**Provided data:**
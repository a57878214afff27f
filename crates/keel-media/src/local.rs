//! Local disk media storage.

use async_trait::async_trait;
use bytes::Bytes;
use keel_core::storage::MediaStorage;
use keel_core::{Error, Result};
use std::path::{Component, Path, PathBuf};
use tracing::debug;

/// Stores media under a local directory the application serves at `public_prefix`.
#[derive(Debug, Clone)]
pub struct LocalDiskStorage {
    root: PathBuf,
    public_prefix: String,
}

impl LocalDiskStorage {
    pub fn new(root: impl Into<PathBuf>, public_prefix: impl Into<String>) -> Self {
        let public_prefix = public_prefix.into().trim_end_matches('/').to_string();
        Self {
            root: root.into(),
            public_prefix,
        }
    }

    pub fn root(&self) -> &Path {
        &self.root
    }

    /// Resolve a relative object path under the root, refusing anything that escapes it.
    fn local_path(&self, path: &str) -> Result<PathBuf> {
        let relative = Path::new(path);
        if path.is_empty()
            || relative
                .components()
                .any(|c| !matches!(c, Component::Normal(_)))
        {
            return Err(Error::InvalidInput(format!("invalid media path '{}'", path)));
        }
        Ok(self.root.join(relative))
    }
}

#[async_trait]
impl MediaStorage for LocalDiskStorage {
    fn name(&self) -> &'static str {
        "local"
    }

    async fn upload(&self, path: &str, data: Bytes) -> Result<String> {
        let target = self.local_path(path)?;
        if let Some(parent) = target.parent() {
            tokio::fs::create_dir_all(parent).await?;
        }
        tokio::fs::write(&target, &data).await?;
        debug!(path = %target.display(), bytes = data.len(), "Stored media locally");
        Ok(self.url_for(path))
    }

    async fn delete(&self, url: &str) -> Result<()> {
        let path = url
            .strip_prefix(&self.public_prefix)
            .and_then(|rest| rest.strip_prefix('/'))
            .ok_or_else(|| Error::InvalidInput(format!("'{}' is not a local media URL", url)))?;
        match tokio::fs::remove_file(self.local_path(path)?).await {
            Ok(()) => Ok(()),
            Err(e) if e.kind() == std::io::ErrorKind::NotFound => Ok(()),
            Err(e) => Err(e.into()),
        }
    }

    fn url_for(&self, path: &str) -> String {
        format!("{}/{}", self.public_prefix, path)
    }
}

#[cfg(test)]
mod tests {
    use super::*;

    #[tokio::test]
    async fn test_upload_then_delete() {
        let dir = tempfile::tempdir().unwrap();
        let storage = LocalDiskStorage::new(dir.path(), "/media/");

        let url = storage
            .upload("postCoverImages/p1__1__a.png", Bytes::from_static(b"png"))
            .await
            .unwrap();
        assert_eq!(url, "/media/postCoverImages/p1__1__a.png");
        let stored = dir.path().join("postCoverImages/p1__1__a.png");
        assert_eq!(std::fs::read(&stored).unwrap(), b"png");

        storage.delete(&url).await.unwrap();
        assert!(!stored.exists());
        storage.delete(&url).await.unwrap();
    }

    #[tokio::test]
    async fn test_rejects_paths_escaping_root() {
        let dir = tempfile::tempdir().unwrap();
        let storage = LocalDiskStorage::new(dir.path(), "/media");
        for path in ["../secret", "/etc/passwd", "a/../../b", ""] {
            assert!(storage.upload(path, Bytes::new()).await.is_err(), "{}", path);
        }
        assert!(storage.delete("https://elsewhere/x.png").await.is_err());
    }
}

* * *

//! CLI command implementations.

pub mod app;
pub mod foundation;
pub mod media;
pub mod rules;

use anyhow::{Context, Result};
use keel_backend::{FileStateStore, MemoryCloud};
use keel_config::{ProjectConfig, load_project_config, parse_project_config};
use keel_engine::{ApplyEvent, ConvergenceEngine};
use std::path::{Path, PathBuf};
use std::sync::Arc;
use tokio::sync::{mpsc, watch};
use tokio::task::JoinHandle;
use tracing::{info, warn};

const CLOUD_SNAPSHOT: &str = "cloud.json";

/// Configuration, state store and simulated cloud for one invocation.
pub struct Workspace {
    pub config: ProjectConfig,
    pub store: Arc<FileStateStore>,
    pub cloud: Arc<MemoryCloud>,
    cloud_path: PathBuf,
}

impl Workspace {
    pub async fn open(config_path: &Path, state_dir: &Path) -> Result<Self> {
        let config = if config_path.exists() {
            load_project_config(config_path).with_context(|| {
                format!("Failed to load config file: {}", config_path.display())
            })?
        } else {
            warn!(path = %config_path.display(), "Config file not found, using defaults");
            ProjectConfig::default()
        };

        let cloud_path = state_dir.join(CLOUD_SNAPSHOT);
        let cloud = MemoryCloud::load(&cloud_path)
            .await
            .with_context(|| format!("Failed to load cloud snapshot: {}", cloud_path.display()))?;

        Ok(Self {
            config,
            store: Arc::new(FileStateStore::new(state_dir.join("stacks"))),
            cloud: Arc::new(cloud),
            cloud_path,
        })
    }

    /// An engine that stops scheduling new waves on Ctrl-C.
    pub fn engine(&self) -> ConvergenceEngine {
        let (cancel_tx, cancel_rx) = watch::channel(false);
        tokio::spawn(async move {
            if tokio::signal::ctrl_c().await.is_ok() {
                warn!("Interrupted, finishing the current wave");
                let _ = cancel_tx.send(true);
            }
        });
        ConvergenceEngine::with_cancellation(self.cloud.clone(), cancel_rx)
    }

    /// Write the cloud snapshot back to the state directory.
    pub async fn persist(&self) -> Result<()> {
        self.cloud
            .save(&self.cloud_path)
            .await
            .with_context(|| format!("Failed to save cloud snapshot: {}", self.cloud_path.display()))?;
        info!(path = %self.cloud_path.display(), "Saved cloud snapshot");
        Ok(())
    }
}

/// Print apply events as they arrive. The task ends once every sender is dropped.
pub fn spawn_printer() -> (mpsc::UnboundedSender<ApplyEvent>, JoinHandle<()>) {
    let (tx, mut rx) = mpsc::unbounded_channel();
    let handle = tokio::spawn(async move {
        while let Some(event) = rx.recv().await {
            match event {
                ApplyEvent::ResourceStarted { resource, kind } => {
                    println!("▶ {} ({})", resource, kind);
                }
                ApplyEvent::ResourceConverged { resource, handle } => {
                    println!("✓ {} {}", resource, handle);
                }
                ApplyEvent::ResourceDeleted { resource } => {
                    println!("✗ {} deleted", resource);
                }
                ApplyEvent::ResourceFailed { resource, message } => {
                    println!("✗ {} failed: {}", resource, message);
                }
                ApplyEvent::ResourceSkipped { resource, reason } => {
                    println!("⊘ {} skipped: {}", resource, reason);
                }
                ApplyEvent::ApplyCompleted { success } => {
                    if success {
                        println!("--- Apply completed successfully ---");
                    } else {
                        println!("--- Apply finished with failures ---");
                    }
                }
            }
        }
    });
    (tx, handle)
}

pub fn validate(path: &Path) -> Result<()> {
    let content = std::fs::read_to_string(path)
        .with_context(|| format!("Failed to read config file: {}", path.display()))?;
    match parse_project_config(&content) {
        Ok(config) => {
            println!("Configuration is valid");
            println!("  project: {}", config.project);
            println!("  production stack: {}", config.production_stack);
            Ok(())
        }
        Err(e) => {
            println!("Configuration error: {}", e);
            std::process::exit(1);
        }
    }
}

==

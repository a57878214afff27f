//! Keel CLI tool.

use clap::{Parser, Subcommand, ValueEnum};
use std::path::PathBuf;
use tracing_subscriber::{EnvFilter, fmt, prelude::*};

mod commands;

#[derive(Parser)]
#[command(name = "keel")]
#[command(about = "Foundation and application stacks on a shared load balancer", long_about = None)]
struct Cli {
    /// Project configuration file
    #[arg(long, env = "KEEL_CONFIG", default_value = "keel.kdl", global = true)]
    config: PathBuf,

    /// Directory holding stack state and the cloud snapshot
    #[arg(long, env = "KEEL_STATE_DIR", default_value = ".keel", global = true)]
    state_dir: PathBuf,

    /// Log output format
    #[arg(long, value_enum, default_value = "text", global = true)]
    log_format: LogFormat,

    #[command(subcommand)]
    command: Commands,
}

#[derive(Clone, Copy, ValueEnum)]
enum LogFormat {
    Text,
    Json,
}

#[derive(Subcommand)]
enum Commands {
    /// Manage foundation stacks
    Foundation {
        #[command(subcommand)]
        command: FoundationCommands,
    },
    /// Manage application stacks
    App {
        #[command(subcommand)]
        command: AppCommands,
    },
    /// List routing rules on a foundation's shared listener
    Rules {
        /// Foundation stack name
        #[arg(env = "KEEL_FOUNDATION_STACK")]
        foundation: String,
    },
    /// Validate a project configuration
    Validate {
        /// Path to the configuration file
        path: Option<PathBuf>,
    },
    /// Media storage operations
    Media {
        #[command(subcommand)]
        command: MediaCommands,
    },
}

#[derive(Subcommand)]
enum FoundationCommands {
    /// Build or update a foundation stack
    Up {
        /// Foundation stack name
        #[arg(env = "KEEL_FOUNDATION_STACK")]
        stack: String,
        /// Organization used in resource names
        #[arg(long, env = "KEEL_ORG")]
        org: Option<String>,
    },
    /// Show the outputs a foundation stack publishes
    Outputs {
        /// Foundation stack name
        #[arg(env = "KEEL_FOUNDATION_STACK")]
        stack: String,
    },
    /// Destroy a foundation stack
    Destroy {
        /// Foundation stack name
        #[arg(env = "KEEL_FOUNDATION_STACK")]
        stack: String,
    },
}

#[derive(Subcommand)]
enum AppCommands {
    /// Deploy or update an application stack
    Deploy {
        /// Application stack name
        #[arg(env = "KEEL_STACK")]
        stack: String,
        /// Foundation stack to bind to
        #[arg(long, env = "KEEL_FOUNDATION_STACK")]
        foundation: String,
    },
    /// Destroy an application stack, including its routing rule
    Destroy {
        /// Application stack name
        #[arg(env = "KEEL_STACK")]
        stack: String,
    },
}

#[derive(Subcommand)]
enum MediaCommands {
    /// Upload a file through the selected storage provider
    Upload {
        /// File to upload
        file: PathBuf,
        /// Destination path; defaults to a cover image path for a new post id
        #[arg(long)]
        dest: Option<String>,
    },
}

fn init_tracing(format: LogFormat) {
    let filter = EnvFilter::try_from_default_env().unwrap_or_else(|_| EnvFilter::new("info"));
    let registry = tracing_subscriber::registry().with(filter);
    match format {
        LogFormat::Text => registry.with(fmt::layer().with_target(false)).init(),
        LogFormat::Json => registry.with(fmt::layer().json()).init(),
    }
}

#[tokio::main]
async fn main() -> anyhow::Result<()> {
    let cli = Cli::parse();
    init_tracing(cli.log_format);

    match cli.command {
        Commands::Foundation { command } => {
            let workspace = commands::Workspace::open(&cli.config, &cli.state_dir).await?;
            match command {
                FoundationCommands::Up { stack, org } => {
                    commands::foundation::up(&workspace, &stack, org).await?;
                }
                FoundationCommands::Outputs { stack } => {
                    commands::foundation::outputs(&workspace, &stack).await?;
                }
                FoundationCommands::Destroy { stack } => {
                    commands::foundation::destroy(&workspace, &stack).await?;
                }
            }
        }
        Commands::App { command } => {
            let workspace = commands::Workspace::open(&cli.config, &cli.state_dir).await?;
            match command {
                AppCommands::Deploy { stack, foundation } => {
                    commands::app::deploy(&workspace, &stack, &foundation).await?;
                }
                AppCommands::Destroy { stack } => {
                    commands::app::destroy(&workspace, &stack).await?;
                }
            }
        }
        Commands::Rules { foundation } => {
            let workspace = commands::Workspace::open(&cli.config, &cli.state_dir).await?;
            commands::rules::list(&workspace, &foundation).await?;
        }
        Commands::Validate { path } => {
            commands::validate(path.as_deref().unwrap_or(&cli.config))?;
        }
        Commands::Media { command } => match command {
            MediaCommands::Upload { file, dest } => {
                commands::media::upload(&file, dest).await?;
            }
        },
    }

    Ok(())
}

**What to produce:** Restate word for word the entries above, starting at the line with "pub mod app;" and ending at the line with "pub struct Workspace", inclusive, and no others.

**Result of this task:**
pub mod app;
pub mod foundation;
pub mod media;
pub mod rules;

use anyhow::{Context, Result};
use keel_backend::{FileStateStore, MemoryCloud};
use keel_config::{ProjectConfig, load_project_config, parse_project_config};
use keel_engine::{ApplyEvent, ConvergenceEngine};
use std::path::{Path, PathBuf};
use std::sync::Arc;
use tokio::sync::{mpsc, watch};
use tokio::task::JoinHandle;
use tracing::{info, warn};

const CLOUD_SNAPSHOT: &str = "cloud.json";

/// Configuration, state store and simulated cloud for one invocation.
pub struct Workspace {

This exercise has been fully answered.